▸ Records from a dataset:
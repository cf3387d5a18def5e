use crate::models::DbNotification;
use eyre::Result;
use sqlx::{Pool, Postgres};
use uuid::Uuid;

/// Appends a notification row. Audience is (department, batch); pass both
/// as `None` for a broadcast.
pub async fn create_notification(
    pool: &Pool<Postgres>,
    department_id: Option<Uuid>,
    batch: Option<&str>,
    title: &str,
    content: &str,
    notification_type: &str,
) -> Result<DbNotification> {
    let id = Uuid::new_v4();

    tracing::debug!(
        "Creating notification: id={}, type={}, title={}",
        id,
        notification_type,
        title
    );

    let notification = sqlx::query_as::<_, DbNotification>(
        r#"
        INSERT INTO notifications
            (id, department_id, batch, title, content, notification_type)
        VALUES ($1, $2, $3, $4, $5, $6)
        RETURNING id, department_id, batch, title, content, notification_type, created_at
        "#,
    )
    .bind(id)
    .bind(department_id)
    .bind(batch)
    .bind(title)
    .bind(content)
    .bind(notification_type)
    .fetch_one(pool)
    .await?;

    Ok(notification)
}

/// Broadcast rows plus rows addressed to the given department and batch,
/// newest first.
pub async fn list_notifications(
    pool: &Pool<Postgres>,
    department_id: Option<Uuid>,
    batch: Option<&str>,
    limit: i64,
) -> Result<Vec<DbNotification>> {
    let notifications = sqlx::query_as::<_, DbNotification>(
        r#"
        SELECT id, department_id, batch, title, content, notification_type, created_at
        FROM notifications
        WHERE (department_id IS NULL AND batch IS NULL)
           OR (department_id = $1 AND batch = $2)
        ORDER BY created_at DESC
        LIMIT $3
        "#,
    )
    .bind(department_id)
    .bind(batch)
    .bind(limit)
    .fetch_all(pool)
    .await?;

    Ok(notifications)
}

--

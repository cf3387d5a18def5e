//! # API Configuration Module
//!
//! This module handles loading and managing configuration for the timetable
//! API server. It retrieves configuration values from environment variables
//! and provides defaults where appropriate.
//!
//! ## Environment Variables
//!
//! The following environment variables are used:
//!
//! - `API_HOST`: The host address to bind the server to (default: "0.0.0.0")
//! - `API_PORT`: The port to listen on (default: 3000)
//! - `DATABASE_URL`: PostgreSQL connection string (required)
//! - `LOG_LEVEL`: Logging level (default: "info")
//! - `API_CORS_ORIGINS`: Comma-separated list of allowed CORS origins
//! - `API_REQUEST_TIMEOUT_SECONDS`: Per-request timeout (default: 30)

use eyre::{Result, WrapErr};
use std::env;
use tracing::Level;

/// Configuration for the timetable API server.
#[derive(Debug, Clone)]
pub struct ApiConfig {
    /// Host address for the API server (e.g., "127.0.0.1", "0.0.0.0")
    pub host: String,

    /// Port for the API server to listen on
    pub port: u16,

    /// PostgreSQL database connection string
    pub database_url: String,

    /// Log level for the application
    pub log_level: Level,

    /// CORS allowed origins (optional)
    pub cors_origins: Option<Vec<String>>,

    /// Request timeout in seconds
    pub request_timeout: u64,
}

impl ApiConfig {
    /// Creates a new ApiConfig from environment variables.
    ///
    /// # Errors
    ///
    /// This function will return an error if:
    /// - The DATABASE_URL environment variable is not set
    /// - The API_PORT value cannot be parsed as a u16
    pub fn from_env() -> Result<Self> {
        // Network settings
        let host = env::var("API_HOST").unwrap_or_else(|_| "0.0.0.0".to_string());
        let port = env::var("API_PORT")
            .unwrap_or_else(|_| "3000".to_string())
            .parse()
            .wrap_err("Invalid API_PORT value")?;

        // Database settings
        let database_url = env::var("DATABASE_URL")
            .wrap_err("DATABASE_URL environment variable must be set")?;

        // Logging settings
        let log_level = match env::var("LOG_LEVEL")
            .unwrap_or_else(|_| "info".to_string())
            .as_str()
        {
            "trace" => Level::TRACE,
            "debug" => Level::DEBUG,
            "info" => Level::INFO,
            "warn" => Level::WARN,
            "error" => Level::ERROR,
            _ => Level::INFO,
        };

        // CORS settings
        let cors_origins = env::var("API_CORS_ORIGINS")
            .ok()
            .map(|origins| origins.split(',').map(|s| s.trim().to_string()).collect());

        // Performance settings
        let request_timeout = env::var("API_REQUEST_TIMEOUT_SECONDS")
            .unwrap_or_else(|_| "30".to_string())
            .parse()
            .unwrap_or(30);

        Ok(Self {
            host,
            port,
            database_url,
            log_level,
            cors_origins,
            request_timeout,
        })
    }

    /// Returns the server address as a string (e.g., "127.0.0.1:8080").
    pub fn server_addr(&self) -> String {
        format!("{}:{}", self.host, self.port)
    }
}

▸ What the exercise asks: What lines in the data hold the word "async"? Return them.

▸ Reply to the exercise:
pub async fn create_notification(
pub async fn list_notifications(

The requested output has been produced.